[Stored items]
━━━━

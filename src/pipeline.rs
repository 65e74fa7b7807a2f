//! # Pipeline
//!
//! Runs the stages in order:
//!
//! ```text
//! ProgramNode<()> → check → analyze → encode → evaluate → Value
//! ```
//!
//! Each stage is a pure function of its input; the first error aborts the
//! run. [`Pipeline`] exposes the stages one by one for callers that want the
//! intermediate trees, [`run`] chains them.

use tracing::{debug, info, trace};

use crate::ast::ProgramNode;
use crate::config::PipelineConfig;
use crate::core::{self, CoreTerm};
use crate::error::PipelineError;
use crate::interpreter::{self, EffectPolicy, Host, SystemHost, Value};
use crate::termination::{self, ProvenTree};
use crate::types::{self, TypedTree};

/// A configured pipeline. Holds no per-run state, so one instance may serve
/// any number of runs, also from several threads.
#[derive(Debug, Clone, Default)]
pub struct Pipeline {
    config: PipelineConfig,
    policy: EffectPolicy,
}

impl Pipeline {
    pub fn new(config: PipelineConfig) -> Self {
        let policy = EffectPolicy::from_config(&config.effects);
        Pipeline { config, policy }
    }

    pub fn config(&self) -> &PipelineConfig {
        &self.config
    }

    pub fn policy(&self) -> &EffectPolicy {
        &self.policy
    }

    pub fn check<T>(&self, tree: &ProgramNode<T>) -> Result<TypedTree, PipelineError> {
        let typed = types::check(tree, self.config.typing)?;
        debug!(discipline = %self.config.typing, ty = %typed.info(), "checked");
        Ok(typed)
    }

    pub fn analyze(&self, tree: &TypedTree) -> Result<ProvenTree, PipelineError> {
        Ok(termination::analyze(tree)?)
    }

    pub fn encode(&self, tree: &ProvenTree) -> Result<CoreTerm, PipelineError> {
        let term = core::encode(tree)?;
        trace!(term = %term, "core term");
        Ok(term)
    }

    pub fn evaluate(&self, term: &CoreTerm, host: &dyn Host) -> Result<Value, PipelineError> {
        Ok(interpreter::evaluate_with_host(term, &self.policy, host)?)
    }

    /// Runs every stage against `host`.
    pub fn run_with_host<T>(
        &self,
        tree: &ProgramNode<T>,
        host: &dyn Host,
    ) -> Result<Value, PipelineError> {
        let typed = self.check(tree)?;
        let proven = self.analyze(&typed)?;
        let term = self.encode(&proven)?;
        let value = self.evaluate(&term, host)?;
        info!(
            discipline = %self.config.typing,
            policy = self.policy.name(),
            result = value.type_name(),
            "run finished"
        );
        Ok(value)
    }

    pub fn run<T>(&self, tree: &ProgramNode<T>) -> Result<Value, PipelineError> {
        let host = SystemHost::new(self.config.effects.network_timeout());
        self.run_with_host(tree, &host)
    }
}

/// Runs `tree` through the whole pipeline under `config`.
pub fn run<T>(tree: &ProgramNode<T>, config: &PipelineConfig) -> Result<Value, PipelineError> {
    Pipeline::new(config.clone()).run(tree)
}

pub fn run_with_host<T>(
    tree: &ProgramNode<T>,
    config: &PipelineConfig,
    host: &dyn Host,
) -> Result<Value, PipelineError> {
    Pipeline::new(config.clone()).run_with_host(tree, host)
}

━━━━

--- The problem ---
The required output is every line above that contains the string "encode".

--- Reply ---
//! ProgramNode<()> → check → analyze → encode → evaluate → Value
    pub fn encode(&self, tree: &ProvenTree) -> Result<CoreTerm, PipelineError> {
        let term = core::encode(tree)?;
        let term = self.encode(&proven)?;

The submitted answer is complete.